■ **Work to be completed**
Copy the lines below exactly. Start at the first and finish with the line containing "Header carrying the session identifier".

■ **The data**

________________

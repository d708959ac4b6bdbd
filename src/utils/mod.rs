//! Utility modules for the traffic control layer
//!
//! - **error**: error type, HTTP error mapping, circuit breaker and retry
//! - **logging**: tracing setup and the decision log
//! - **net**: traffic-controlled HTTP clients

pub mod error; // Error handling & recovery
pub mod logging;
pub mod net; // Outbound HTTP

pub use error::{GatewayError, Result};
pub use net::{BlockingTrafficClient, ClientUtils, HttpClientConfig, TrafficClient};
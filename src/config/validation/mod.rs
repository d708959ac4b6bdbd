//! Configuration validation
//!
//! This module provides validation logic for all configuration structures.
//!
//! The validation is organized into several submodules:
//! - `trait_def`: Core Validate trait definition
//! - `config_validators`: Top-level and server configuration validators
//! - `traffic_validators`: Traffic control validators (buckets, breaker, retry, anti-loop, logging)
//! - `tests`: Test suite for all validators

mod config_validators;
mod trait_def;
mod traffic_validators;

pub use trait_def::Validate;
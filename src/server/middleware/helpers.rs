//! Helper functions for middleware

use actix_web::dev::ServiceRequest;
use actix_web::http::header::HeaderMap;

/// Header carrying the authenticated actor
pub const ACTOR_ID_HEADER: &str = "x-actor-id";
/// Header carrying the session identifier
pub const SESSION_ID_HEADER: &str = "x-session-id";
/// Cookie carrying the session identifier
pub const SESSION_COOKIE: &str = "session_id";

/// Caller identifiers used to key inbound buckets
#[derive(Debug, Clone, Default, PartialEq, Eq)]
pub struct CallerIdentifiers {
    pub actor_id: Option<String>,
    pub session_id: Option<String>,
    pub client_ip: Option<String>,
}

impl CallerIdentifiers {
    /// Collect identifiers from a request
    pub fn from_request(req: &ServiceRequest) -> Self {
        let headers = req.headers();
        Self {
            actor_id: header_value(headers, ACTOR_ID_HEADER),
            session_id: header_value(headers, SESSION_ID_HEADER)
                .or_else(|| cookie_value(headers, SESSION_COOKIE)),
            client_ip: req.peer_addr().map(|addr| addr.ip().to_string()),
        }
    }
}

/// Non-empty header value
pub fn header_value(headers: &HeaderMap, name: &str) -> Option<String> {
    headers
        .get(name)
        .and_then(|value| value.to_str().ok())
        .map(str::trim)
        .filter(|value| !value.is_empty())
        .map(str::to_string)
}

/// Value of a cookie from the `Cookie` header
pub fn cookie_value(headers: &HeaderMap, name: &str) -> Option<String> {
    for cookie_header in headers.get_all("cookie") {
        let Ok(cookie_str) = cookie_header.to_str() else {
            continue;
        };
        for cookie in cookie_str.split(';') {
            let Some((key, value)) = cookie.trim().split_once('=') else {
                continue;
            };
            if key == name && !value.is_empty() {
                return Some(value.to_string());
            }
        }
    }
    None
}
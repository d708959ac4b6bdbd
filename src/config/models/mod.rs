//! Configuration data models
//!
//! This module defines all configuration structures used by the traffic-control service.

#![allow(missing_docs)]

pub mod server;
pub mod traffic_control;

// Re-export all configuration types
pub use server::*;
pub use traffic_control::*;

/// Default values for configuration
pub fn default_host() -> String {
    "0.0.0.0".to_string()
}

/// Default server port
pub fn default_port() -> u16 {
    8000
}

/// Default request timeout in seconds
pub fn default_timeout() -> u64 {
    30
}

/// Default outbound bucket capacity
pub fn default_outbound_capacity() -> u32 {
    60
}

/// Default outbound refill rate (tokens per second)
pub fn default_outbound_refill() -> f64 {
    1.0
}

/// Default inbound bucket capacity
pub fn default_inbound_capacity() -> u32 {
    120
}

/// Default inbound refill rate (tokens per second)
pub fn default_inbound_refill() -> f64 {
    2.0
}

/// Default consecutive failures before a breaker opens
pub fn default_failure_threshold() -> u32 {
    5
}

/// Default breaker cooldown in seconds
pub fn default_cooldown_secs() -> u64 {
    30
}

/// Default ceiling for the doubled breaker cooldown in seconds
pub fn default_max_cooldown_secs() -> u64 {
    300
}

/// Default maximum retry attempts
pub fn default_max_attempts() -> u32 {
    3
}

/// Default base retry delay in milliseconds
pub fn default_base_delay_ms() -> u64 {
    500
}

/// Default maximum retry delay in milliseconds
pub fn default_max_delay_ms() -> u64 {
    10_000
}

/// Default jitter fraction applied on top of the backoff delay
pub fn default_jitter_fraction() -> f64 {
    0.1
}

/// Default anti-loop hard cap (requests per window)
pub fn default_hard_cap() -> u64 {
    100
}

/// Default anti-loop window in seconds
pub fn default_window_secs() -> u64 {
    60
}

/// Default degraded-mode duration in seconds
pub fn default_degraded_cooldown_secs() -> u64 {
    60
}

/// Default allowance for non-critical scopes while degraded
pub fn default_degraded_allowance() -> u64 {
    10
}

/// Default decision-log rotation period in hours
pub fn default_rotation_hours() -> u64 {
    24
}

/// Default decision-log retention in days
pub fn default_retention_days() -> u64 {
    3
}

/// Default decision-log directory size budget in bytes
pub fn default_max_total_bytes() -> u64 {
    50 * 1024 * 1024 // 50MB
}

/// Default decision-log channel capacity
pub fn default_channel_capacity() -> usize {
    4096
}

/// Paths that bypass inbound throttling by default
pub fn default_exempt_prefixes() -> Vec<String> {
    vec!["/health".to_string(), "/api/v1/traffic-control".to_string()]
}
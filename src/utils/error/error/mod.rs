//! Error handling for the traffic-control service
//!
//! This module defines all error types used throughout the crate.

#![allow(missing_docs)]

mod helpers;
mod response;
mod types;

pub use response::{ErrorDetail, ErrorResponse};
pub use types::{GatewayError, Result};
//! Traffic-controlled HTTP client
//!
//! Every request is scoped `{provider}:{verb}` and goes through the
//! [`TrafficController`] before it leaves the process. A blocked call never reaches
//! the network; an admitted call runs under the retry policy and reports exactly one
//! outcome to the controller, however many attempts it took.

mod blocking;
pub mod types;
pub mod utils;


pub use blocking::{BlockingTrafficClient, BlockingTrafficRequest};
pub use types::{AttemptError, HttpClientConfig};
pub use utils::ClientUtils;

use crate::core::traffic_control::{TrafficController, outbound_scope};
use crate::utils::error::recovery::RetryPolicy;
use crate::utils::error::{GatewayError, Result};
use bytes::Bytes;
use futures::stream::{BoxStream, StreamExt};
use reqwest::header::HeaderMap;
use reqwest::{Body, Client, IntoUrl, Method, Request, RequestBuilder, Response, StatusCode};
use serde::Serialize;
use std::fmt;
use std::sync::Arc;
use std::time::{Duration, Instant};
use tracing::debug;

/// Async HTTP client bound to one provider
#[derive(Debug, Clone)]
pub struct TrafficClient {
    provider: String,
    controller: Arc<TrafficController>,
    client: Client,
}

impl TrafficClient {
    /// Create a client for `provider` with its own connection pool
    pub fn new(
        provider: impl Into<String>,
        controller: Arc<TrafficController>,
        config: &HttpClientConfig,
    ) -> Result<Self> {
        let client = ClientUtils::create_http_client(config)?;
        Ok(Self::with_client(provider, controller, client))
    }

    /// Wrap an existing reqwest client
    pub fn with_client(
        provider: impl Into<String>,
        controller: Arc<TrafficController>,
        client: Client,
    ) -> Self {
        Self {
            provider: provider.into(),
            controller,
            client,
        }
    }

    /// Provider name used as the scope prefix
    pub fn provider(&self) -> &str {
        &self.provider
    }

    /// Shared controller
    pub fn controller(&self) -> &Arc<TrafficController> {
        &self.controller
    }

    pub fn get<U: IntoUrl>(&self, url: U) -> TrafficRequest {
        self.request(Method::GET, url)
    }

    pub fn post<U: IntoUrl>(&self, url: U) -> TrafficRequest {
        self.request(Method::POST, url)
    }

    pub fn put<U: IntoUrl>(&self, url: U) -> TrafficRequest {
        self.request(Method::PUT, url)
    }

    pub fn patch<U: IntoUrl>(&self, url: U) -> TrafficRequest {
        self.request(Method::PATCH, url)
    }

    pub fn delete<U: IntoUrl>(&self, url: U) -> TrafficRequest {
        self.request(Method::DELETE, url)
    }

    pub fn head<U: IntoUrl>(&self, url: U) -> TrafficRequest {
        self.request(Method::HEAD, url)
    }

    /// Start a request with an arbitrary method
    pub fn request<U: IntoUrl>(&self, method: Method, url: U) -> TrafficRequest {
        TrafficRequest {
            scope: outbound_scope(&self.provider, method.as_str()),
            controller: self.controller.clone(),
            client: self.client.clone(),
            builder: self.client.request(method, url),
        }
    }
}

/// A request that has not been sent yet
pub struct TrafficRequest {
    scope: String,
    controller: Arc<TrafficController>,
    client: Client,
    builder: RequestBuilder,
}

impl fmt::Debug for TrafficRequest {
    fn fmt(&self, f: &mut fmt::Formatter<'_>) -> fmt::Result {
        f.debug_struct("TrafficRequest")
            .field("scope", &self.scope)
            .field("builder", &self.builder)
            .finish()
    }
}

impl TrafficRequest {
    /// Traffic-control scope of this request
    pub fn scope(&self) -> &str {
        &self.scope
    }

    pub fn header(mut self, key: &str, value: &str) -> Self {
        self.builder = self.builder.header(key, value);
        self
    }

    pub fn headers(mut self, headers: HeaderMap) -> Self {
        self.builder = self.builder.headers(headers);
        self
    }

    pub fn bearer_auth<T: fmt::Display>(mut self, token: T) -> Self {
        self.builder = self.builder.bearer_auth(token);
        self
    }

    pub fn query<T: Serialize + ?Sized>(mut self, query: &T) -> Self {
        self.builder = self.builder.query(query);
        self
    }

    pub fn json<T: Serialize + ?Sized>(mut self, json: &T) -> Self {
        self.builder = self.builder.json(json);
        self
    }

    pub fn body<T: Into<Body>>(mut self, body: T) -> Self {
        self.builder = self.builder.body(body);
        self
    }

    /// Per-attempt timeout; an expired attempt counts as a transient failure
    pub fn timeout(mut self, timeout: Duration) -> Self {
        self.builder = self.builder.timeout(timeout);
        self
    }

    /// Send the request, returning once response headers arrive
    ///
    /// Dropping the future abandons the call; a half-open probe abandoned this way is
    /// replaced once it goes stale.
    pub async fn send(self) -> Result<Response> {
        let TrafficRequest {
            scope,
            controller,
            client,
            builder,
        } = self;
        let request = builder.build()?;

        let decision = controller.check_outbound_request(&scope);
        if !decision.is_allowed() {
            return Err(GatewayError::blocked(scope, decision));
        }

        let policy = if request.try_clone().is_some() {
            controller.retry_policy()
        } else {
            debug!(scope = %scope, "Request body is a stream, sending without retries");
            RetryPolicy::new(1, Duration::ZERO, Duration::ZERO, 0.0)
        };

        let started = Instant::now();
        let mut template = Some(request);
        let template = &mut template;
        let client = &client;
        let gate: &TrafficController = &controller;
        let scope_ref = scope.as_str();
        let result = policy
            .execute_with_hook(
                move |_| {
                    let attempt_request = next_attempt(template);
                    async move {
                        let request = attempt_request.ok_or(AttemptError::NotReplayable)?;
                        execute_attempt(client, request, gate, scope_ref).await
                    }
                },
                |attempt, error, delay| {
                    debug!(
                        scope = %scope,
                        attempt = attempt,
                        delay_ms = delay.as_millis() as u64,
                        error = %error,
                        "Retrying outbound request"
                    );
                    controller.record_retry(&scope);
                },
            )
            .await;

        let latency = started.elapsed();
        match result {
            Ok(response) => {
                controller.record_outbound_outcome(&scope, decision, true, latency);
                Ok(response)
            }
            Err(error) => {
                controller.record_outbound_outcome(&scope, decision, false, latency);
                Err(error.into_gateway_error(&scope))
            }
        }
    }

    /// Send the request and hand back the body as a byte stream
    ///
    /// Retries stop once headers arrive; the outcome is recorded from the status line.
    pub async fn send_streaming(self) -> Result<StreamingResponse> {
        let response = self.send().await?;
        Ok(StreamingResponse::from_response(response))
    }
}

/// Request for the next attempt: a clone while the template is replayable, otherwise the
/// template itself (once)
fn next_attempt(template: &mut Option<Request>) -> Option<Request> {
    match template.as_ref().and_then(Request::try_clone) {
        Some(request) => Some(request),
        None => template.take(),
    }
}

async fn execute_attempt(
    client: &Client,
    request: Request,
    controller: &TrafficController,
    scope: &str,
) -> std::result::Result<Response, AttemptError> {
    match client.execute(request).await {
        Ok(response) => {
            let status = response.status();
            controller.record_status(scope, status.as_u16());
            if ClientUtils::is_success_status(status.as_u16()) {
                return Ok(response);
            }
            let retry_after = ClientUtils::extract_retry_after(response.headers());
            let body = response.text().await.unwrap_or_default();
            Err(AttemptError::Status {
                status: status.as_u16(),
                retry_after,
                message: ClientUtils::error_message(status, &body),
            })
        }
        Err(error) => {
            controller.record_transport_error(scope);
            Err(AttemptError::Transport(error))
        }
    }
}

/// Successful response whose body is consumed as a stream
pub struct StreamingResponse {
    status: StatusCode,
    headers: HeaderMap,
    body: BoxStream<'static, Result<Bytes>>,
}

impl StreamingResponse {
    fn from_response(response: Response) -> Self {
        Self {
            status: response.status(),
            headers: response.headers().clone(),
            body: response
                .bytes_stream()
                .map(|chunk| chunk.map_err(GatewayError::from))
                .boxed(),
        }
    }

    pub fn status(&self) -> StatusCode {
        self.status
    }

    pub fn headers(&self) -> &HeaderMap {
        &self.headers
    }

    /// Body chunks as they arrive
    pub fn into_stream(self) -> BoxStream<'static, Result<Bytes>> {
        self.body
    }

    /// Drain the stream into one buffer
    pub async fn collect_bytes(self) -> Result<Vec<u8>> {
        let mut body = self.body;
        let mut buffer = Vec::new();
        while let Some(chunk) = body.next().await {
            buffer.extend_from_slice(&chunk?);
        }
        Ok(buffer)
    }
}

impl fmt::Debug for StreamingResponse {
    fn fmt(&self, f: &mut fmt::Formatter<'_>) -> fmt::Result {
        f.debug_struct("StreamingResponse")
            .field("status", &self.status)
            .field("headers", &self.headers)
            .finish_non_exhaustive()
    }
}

________________

■ **Response below**
repository d708959ac4b6bdbd
filename src/utils/mod.rs
//! Utility modules for the traffic control layer
//!
//! - **error**: error type, HTTP error mapping, circuit breaker and retry
//! - **logging**: tracing setup and the decision log
//! - **net**: traffic-controlled HTTP clients

pub mod error; // Error handling & recovery
pub mod logging;
pub mod net; // Outbound HTTP

pub use error::{GatewayError, Result};
pub use net::{BlockingTrafficClient, ClientUtils, HttpClientConfig, TrafficClient};
filename src/config/validation/mod.rs
repository d708959ac4b6bdbd
//! Configuration validation
//!
//! This module provides validation logic for all configuration structures.
//!
//! The validation is organized into several submodules:
//! - `trait_def`: Core Validate trait definition
//! - `config_validators`: Top-level and server configuration validators
//! - `traffic_validators`: Traffic control validators (buckets, breaker, retry, anti-loop, logging)
//! - `tests`: Test suite for all validators

mod config_validators;
mod trait_def;
mod traffic_validators;

pub use trait_def::Validate;
filename src/server/middleware/helpers.rs
//! Helper functions for middleware

use actix_web::dev::ServiceRequest;
use actix_web::http::header::HeaderMap;

/// Header carrying the authenticated actor
pub const ACTOR_ID_HEADER: &str = "x-actor-id";
/// Header carrying the session identifier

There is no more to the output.